(ENTRIES PROVIDED Opens)
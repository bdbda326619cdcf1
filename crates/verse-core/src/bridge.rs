//! Bridging
//!
//! Provides [`Bridge`], which lets any handle ask for its parallel object in
//! a verse, so call chains read left to right:
//!
//! ```rust,ignore
//! original.bridge_to(&verse)?.describe()
//! // instead of
//! verse.lookup_or_create(&original)?.describe()
//! ```

use crate::error::VerseResult;
use crate::rule::CreationRule;
use crate::verse::Verse;
use verse_identity::Handle;

/// Original-object capabilities: bridge into a verse, report the original
///
/// [`self_reference`](Handle::self_reference) comes from the [`Handle`]
/// supertrait. Implemented for every handle; holds no state of its own.
pub trait Bridge: Handle {
    /// This object's parallel object in `verse`
    ///
    /// Same as [`Verse::lookup_or_create`].
    ///
    /// # Errors
    /// Returns the verse's error if the parallel object cannot be produced.
    #[inline]
    fn bridge_to<R: CreationRule>(&self, verse: &Verse<R>) -> VerseResult<R::Parallel> {
        verse.lookup_or_create(self)
    }
}

impl<H: Handle + ?Sized> Bridge for H {}

#[cfg(test)]
mod tests {
    use super::*;
    use crate::error::VerseError;
    use crate::rule::FnRule;
    use verse_identity::{AnyObj, Identified, Obj};

    fn mirror() -> Verse<FnRule<impl Fn(&AnyObj) -> VerseResult<Obj<u64>> + Send + Sync, Obj<u64>>> {
        Verse::from_fn(|original: &AnyObj| Ok(Obj::derived(original.identity().get(), original)))
    }

    #[test]
    fn bridge_matches_lookup() {
        let verse = mirror();
        let original = Obj::new("x");

        let bridged = original.bridge_to(&verse).unwrap();
        let looked_up = verse.lookup_or_create(&original).unwrap();

        assert_eq!(bridged, looked_up);
    }

    #[test]
    fn parallel_reports_original() {
        let verse = mirror();
        let original = Obj::new(10_i64);

        let parallel = original.bridge_to(&verse).unwrap();

        assert_eq!(parallel.self_reference(), original);
        assert_eq!(*parallel, original.identity().get());
    }

    #[test]
    fn chaining_through_self_reference_is_stable() {
        let verse = mirror();
        let original = Obj::new(10_i64);

        let again = original
            .bridge_to(&verse)
            .unwrap()
            .self_reference()
            .bridge_to(&verse)
            .unwrap();

        assert_eq!(again, verse.lookup_or_create(&original).unwrap());
        assert_eq!(verse.len(), 1);
    }

    #[test]
    fn chains_across_verses_step_back_one_hop() {
        let first = mirror();
        let second = mirror();
        let root = Obj::new("root");

        let p1 = root.bridge_to(&first).unwrap();
        let p2 = p1.bridge_to(&second).unwrap();

        assert_eq!(p2.self_reference(), p1);
        assert_eq!(p2.self_reference().self_reference(), root);
        assert_eq!(second.len(), 1);
        assert!(second.contains(&p1));
        assert!(!second.contains(&root));
    }

    #[test]
    fn bridge_propagates_errors() {
        let verse = Verse::from_fn(|original: &AnyObj| -> VerseResult<()> {
            Err(VerseError::unimplemented_for(original))
        });

        let err = Obj::new(3_u8).bridge_to(&verse).unwrap_err();
        assert_eq!(err, VerseError::Unimplemented { type_name: "u8" });
    }
}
(ENTRIES PROVIDED Closes)
--- WHAT TO DO ---
Search the material for the string "root" and return each line that has it.

--- TASK RESPONSE ---
        let root = Obj::new("root");
        let p1 = root.bridge_to(&first).unwrap();
        assert_eq!(p2.self_reference().self_reference(), root);
        assert!(!second.contains(&root));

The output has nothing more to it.